* Material shown:
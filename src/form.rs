//! The input form: mode choice, LaTeX text and output toggles.
//!
//! A filled-in form is a [`Submission`]; [`submit`] runs it against the
//! rendering and build backends. [`prompt`] fills the form interactively
//! from any line-oriented reader, pre-populating the text with an example.

use crate::document::{Pipeline, Request};
use crate::publish::Published;
use crate::snippet::{render_snippet, MathRenderer};
use crate::utils::Result;
use std::io::{self, BufRead, Write};

pub const EXAMPLE_SNIPPET: &str =
    r"\frac{1}{\sqrt{2\pi\sigma^2}} e^{-\frac{(x-\mu)^2}{2\sigma^2}}";

pub const EXAMPLE_DOCUMENT: &str = r"\documentclass[a4paper,11pt,oneside,uplatex]{jsarticle}
\usepackage[margin=1in]{geometry}
\usepackage{siunitx}
\usepackage{amsmath}
\pagestyle{empty}
\begin{document}

$f_a = \sum_{(p,q) \in C} f_{apq}$

\end{document}";

/// Line that ends multi-line text entry.
const END_OF_TEXT: &str = ".";

#[derive(Debug, Clone, Copy, PartialEq, Eq)]
pub enum Mode {
    Snippet,
    Document,
}

impl Mode {
    pub fn label(self) -> &'static str {
        match self {
            Mode::Snippet => "Snippet",
            Mode::Document => "Full LaTeX Document",
        }
    }

    pub fn example(self) -> &'static str {
        match self {
            Mode::Snippet => EXAMPLE_SNIPPET,
            Mode::Document => EXAMPLE_DOCUMENT,
        }
    }
}

#[derive(Debug, Clone, PartialEq, Eq)]
pub struct Submission {
    pub mode: Mode,
    pub source: String,
    /// Ignored in snippet mode.
    pub request: Request,
}

impl Submission {
    pub fn snippet(source: impl Into<String>) -> Self {
        Self {
            mode: Mode::Snippet,
            source: source.into(),
            request: Request::default(),
        }
    }

    pub fn document(source: impl Into<String>, request: Request) -> Self {
        Self {
            mode: Mode::Document,
            source: source.into(),
            request,
        }
    }

    /// The form as first shown: example text, PDF on, SVG off.
    pub fn default_for(mode: Mode) -> Self {
        match mode {
            Mode::Snippet => Self::snippet(EXAMPLE_SNIPPET),
            Mode::Document => Self::document(
                EXAMPLE_DOCUMENT,
                Request {
                    generate_pdf: true,
                    generate_svg: false,
                },
            ),
        }
    }
}

/// Backends a submission runs against.
pub struct Services<'a> {
    pub renderer: &'a dyn MathRenderer,
    pub pipeline: Pipeline<'a>,
}

#[derive(Debug, Clone, PartialEq, Eq)]
pub enum Outcome {
    Snippet { svg: String },
    Document { published: Vec<Published> },
}

pub fn submit(submission: &Submission, services: &Services) -> Result<Outcome> {
    log::debug!("Submitting {} ({} bytes)", submission.mode.label(), submission.source.len());
    match submission.mode {
        Mode::Snippet => {
            let svg = render_snippet(services.renderer, &submission.source)?;
            Ok(Outcome::Snippet { svg })
        }
        Mode::Document => {
            let published = services
                .pipeline
                .run(&submission.source, submission.request)?;
            Ok(Outcome::Document { published })
        }
    }
}

/// Asks for every form field on `output`, reading answers from `input`.
/// End of input accepts the defaults of the remaining fields.
pub fn prompt<R: BufRead, W: Write>(input: &mut R, output: &mut W) -> io::Result<Submission> {
    writeln!(output, "LaTeX Type")?;
    writeln!(output, "  1) {}", Mode::Snippet.label())?;
    writeln!(output, "  2) {}", Mode::Document.label())?;
    let mode = loop {
        match ask(input, output, "Select [1]: ")?.as_deref().map(str::trim) {
            None | Some("") | Some("1") => break Mode::Snippet,
            Some("2") => break Mode::Document,
            Some(other) => writeln!(output, "Unknown choice `{}`, enter 1 or 2", other)?,
        }
    };

    let mut submission = Submission::default_for(mode);
    if let Some(source) = read_text(input, output, mode)? {
        submission.source = source;
    }
    if mode == Mode::Document {
        let defaults = submission.request;
        submission.request = Request {
            generate_pdf: confirm(input, output, "Generate PDF", defaults.generate_pdf)?,
            generate_svg: confirm(input, output, "Generate SVG", defaults.generate_svg)?,
        };
    }
    Ok(submission)
}

fn ask<R: BufRead, W: Write>(
    input: &mut R,
    output: &mut W,
    question: &str,
) -> io::Result<Option<String>> {
    write!(output, "{}", question)?;
    output.flush()?;
    let mut line = String::new();
    if input.read_line(&mut line)? == 0 {
        return Ok(None);
    }
    Ok(Some(line.trim_end_matches(['\r', '\n']).to_string()))
}

/// Reads multi-line text; `None` when nothing but blanks was entered.
fn read_text<R: BufRead, W: Write>(
    input: &mut R,
    output: &mut W,
    mode: Mode,
) -> io::Result<Option<String>> {
    let subject = match mode {
        Mode::Snippet => "LaTeX Snippet",
        Mode::Document => "Full LaTeX Document",
    };
    writeln!(output, "Example:\n{}", mode.example())?;
    writeln!(
        output,
        "Enter {} (finish with a line containing only `{}`, leave empty to keep the example):",
        subject, END_OF_TEXT
    )?;
    output.flush()?;

    let mut lines = Vec::new();
    loop {
        let mut line = String::new();
        if input.read_line(&mut line)? == 0 {
            break;
        }
        let line = line.trim_end_matches(['\r', '\n']);
        if line == END_OF_TEXT {
            break;
        }
        lines.push(line.to_string());
    }

    let text = lines.join("\n");
    if text.trim().is_empty() {
        Ok(None)
    } else {
        Ok(Some(text))
    }
}

fn confirm<R: BufRead, W: Write>(
    input: &mut R,
    output: &mut W,
    label: &str,
    default: bool,
) -> io::Result<bool> {
    let hint = if default { "Y/n" } else { "y/N" };
    let question = format!("{} [{}]: ", label, hint);
    loop {
        let answer = ask(input, output, &question)?.map(|a| a.trim().to_lowercase());
        match answer.as_deref() {
            None | Some("") => return Ok(default),
            Some("y") | Some("yes") => return Ok(true),
            Some("n") | Some("no") => return Ok(false),
            Some(_) => writeln!(output, "Please answer y or n")?,
        }
    }
}

#[cfg(test)]
mod tests {
    use super::*;
    use crate::document::{Layout, PdfBuilder, SvgConverter};
    use crate::publish::Publisher;
    use crate::utils::{BuildError, ConversionError, Error, RenderError};
    use std::io::Cursor;
    use std::path::{Path, PathBuf};

    fn run_prompt(answers: &str) -> (Submission, String) {
        let mut input = Cursor::new(answers.as_bytes().to_vec());
        let mut output = Vec::new();
        let submission = prompt(&mut input, &mut output).unwrap();
        (submission, String::from_utf8(output).unwrap())
    }

    #[test]
    fn empty_input_keeps_snippet_example() {
        let (submission, output) = run_prompt("");
        assert_eq!(submission, Submission::default_for(Mode::Snippet));
        assert!(output.contains("1) Snippet"));
        assert!(output.contains("2) Full LaTeX Document"));
        assert!(output.contains(EXAMPLE_SNIPPET));
    }

    #[test]
    fn custom_snippet_is_collected() {
        let (submission, _) = run_prompt("1\nx^2\n.\n");
        assert_eq!(submission, Submission::snippet("x^2"));
    }

    #[test]
    fn blank_text_keeps_document_example_and_default_toggles() {
        let (submission, output) = run_prompt("2\n.\n\n\n");
        assert_eq!(submission, Submission::default_for(Mode::Document));
        assert!(output.contains("Generate PDF [Y/n]: "));
        assert!(output.contains("Generate SVG [y/N]: "));
    }

    #[test]
    fn document_toggles_are_read() {
        let answers = "2\n\\documentclass{article}\n\\begin{document}\nhi\n\\end{document}\n.\nn\nyes\n";
        let (submission, _) = run_prompt(answers);
        assert_eq!(submission.mode, Mode::Document);
        assert_eq!(
            submission.source,
            "\\documentclass{article}\n\\begin{document}\nhi\n\\end{document}"
        );
        assert_eq!(
            submission.request,
            Request {
                generate_pdf: false,
                generate_svg: true,
            }
        );
    }

    #[test]
    fn invalid_answers_are_asked_again() {
        let (submission, output) = run_prompt("3\n2\n.\nmaybe\ny\nN\n");
        assert_eq!(submission.mode, Mode::Document);
        assert!(output.contains("Unknown choice `3`"));
        assert!(output.contains("Please answer y or n"));
        assert_eq!(
            submission.request,
            Request {
                generate_pdf: true,
                generate_svg: false,
            }
        );
    }

    #[test]
    fn snippet_mode_asks_no_toggles() {
        let (_, output) = run_prompt("1\n.\n");
        assert!(!output.contains("Generate PDF"));
    }

    struct FixedRenderer;

    impl MathRenderer for FixedRenderer {
        fn render_svg(&self, expression: &str) -> std::result::Result<String, RenderError> {
            if expression.contains("\\frac{") && !expression.contains('}') {
                return Err(RenderError::EmptyOutput);
            }
            Ok(format!("<svg><!-- {} --></svg>", expression))
        }
    }

    struct UnusedBuilder;

    impl PdfBuilder for UnusedBuilder {
        fn build(&self, _layout: &Layout) -> std::result::Result<PathBuf, BuildError> {
            panic!("build must not run");
        }
    }

    struct UnusedConverter;

    impl SvgConverter for UnusedConverter {
        fn convert(&self, _pdf: &Path, _svg: &Path) -> std::result::Result<(), ConversionError> {
            panic!("convert must not run");
        }
    }

    fn with_services<T>(f: impl FnOnce(&Services, &Path) -> T) -> T {
        let root = tempfile::tempdir().unwrap();
        let layout = Layout::new(root.path(), "tex.tex", "out").unwrap();
        let publisher = Publisher::to_dir(root.path());
        let services = Services {
            renderer: &FixedRenderer,
            pipeline: Pipeline {
                layout: &layout,
                builder: &UnusedBuilder,
                converter: &UnusedConverter,
                publisher: &publisher,
            },
        };
        f(&services, root.path())
    }

    #[test]
    fn submit_snippet_returns_svg() {
        with_services(|services, root| {
            let outcome = submit(&Submission::snippet("x^2"), services).unwrap();
            assert_eq!(
                outcome,
                Outcome::Snippet {
                    svg: "<svg><!-- x^2 --></svg>".to_string()
                }
            );
            assert!(!root.join("tex.tex").exists());
        });
    }

    #[test]
    fn submit_snippet_failure_surfaces_render_error() {
        with_services(|services, _| {
            let result = submit(&Submission::snippet("\\frac{"), services);
            assert!(matches!(result, Err(Error::Render(_))));
        });
    }

    #[test]
    fn submit_document_without_toggles_only_writes_source() {
        with_services(|services, root| {
            let submission = Submission::document(EXAMPLE_DOCUMENT, Request::default());
            let outcome = submit(&submission, services).unwrap();
            assert_eq!(outcome, Outcome::Document { published: vec![] });
            assert_eq!(
                std::fs::read_to_string(root.join("tex.tex")).unwrap(),
                EXAMPLE_DOCUMENT
            );
            assert!(!root.join("out").exists());
        });
    }
}
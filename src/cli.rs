use crate::config::{PathsConfig, SnippetConfig};
use chrono::Datelike;
use clap::{ArgAction, Args, Parser, Subcommand};
use env_logger::fmt::Color;
use log::{Level, LevelFilter};
use std::{
    io::Write,
    path::{Path, PathBuf},
};

type ArgResult<T> = std::result::Result<T, String>;

const MAX_DPI: u32 = 4800;

#[derive(Parser)]
#[command(name="texrender",
          author="texrender developers",
          version,
          about="Render LaTeX snippets and documents to PDF and SVG",
          long_about = None,
          disable_help_subcommand = true,
          after_help = format!("Copyright (C) {}     texrender developers
External tools (latex, dvisvgm, latexmk, pdfcrop, pdf2svg) must be on PATH.", chrono::Utc::now().year()),
          help_template = "{name} {version}\n{author}\n{about-section}\n{usage-heading}\n    {usage}\n\n{all-args}{after-help}",
          )]
pub struct Cli {
    #[command(subcommand)]
    pub command: Command,

    #[clap(short = 'v')]
    #[clap(long = "verbose")]
    #[clap(global = true)]
    #[clap(action = ArgAction::Count, help = "Specify multiple times to increase verbosity level (e.g., -vv for more verbosity)")]
    pub verbosity: u8,

    #[clap(long = "config")]
    #[clap(global = true)]
    #[clap(value_name = "CONFIG")]
    #[clap(help = "TOML configuration file layered over texrender.toml")]
    #[arg(value_parser = check_file_exists)]
    pub config_path: Option<PathBuf>,
}

#[derive(Subcommand)]
pub enum Command {
    #[clap(about = "Render a math snippet to SVG, PNG or PDF")]
    Snippet(SnippetArgs),
    #[clap(about = "Build a full LaTeX document to PDF and/or SVG")]
    Document(DocumentArgs),
    #[clap(about = "Fill in the input form interactively")]
    Form(FormArgs),
}

impl Command {
    pub fn name(&self) -> &'static str {
        match self {
            Command::Snippet(_) => "snippet",
            Command::Document(_) => "document",
            Command::Form(_) => "form",
        }
    }
}

#[derive(Args, Debug, Default)]
pub struct SnippetOptions {
    #[clap(help_heading("Snippet"))]
    #[clap(short = 'o')]
    #[clap(long = "output")]
    #[clap(help = "Write the snippet image here instead of printing SVG to stdout")]
    #[clap(value_name = "IMAGE")]
    #[arg(value_parser = check_image_path)]
    pub output_path: Option<PathBuf>,

    #[clap(help_heading("Snippet"))]
    #[clap(long = "dpi")]
    #[clap(value_name = "DPI")]
    #[clap(help = "Resolution of PNG output [default: 400]")]
    #[arg(value_parser = dpi_in_range)]
    pub dpi: Option<u32>,

    #[clap(help_heading("Snippet"))]
    #[clap(long = "font-size")]
    #[clap(value_name = "PT")]
    #[clap(help = "Font size in points [default: 12]")]
    #[arg(value_parser = font_size_in_range)]
    pub font_size: Option<u32>,
}

impl SnippetOptions {
    pub fn apply(&self, snippet: &mut SnippetConfig) {
        if let Some(dpi) = self.dpi {
            snippet.dpi = dpi;
        }
        if let Some(font_size) = self.font_size {
            snippet.font_size = font_size;
        }
    }
}

#[derive(Args, Debug, Default)]
pub struct PathOptions {
    #[clap(help_heading("Paths"))]
    #[clap(long = "work-dir")]
    #[clap(value_name = "DIR")]
    #[clap(help = "Directory the document source is written to [default: .]")]
    pub work_dir: Option<PathBuf>,

    #[clap(help_heading("Paths"))]
    #[clap(long = "out-dir")]
    #[clap(value_name = "DIR")]
    #[clap(help = "Build output directory, relative to the work directory [default: out]")]
    pub out_dir: Option<PathBuf>,

    #[clap(help_heading("Paths"))]
    #[clap(long = "publish-dir")]
    #[clap(value_name = "DIR")]
    #[clap(help = "Directory receiving copies of the results [default: desktop]")]
    pub publish_dir: Option<PathBuf>,

    #[clap(help_heading("Paths"))]
    #[clap(long = "per-run-dirs")]
    #[clap(help = "Build each run into its own timestamped output directory")]
    pub per_run_dirs: bool,
}

impl PathOptions {
    pub fn apply(&self, paths: &mut PathsConfig) {
        if let Some(dir) = &self.work_dir {
            paths.work_dir = dir.clone();
        }
        if let Some(dir) = &self.out_dir {
            paths.out_dir = dir.clone();
        }
        if let Some(dir) = &self.publish_dir {
            paths.publish_dir = Some(dir.clone());
        }
        if self.per_run_dirs {
            paths.per_run_dirs = true;
        }
    }
}

#[derive(Parser, Debug)]
pub struct SnippetArgs {
    #[clap(value_name = "EXPRESSION")]
    #[clap(help = "Math expression without $ delimiters (read from stdin if omitted)")]
    pub expression: Option<String>,

    #[command(flatten)]
    pub options: SnippetOptions,
}

#[derive(Parser, Debug)]
pub struct DocumentArgs {
    #[clap(value_name = "TEX")]
    #[clap(help = "LaTeX document to build (read from stdin if omitted)")]
    #[arg(value_parser = check_file_exists)]
    pub input_path: Option<PathBuf>,

    #[clap(long = "no-pdf")]
    #[clap(help = "Do not publish the PDF")]
    pub no_pdf: bool,

    #[clap(long = "svg")]
    #[clap(help = "Convert the PDF to SVG and publish it")]
    pub svg: bool,

    #[command(flatten)]
    pub paths: PathOptions,
}

#[derive(Parser, Debug)]
pub struct FormArgs {
    #[command(flatten)]
    pub snippet: SnippetOptions,

    #[command(flatten)]
    pub paths: PathOptions,
}

pub fn init_verbose(args: &Cli) {
    let filter_level: LevelFilter = match args.verbosity {
        0 => LevelFilter::Warn,
        1 => LevelFilter::Info,
        _ => LevelFilter::Debug,
    };

    env_logger::Builder::from_default_env()
        .format(|buf, record| {
            let level = record.level();
            let mut style = buf.style();
            match record.level() {
                Level::Error => style.set_color(Color::Red),
                Level::Warn => style.set_color(Color::Yellow),
                Level::Info => style.set_color(Color::Green),
                Level::Debug => style.set_color(Color::Blue),
                Level::Trace => style.set_color(Color::Cyan),
            };

            writeln!(
                buf,
                "{} [{}] - {}",
                chrono::Local::now().format("%Y-%m-%d %H:%M:%S"),
                style.value(level),
                record.args()
            )
        })
        .filter_level(filter_level)
        .init();
}

fn check_prefix_path(s: &str) -> ArgResult<PathBuf> {
    let path = Path::new(s);
    if let Some(parent_dir) = path.parent() {
        if !parent_dir.as_os_str().is_empty() && !parent_dir.exists() {
            return Err(format!("Path does not exist: {}", parent_dir.display()));
        }
    }
    Ok(path.to_path_buf())
}

fn check_image_path(s: &str) -> ArgResult<PathBuf> {
    let path = check_prefix_path(s)?;
    let extension = path
        .extension()
        .and_then(|ext| ext.to_str())
        .map(|ext| ext.to_lowercase());
    match extension.as_deref() {
        Some("svg") | Some("png") | Some("pdf") => Ok(path),
        _ => Err("Image must have an extension of .svg, .png, or .pdf".to_string()),
    }
}

fn check_file_exists(s: &str) -> ArgResult<PathBuf> {
    let path = Path::new(s);
    if !path.is_file() {
        Err(format!("File does not exist: {}", path.display()))
    } else {
        Ok(path.to_path_buf())
    }
}

fn dpi_in_range(s: &str) -> ArgResult<u32> {
    let dpi: u32 = s
        .parse()
        .map_err(|_| format!("`{}` is not a valid resolution", s))?;
    if (1..=MAX_DPI).contains(&dpi) {
        Ok(dpi)
    } else {
        Err(format!("Resolution must be between 1 and {} dpi", MAX_DPI))
    }
}

fn font_size_in_range(s: &str) -> ArgResult<u32> {
    let size: u32 = s
        .parse()
        .map_err(|_| format!("`{}` is not a valid font size", s))?;
    if (1..=144).contains(&size) {
        Ok(size)
    } else {
        Err("Font size must be between 1 and 144 pt".to_string())
    }
}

* Task goal: Your response should be the lines of the entries above that include the string "writeln".

* Result:
    writeln!(output, "LaTeX Type")?;
    writeln!(output, "  1) {}", Mode::Snippet.label())?;
    writeln!(output, "  2) {}", Mode::Document.label())?;
            Some(other) => writeln!(output, "Unknown choice `{}`, enter 1 or 2", other)?,
    writeln!(output, "Example:\n{}", mode.example())?;
    writeln!(
            Some(_) => writeln!(output, "Please answer y or n")?,
            writeln!(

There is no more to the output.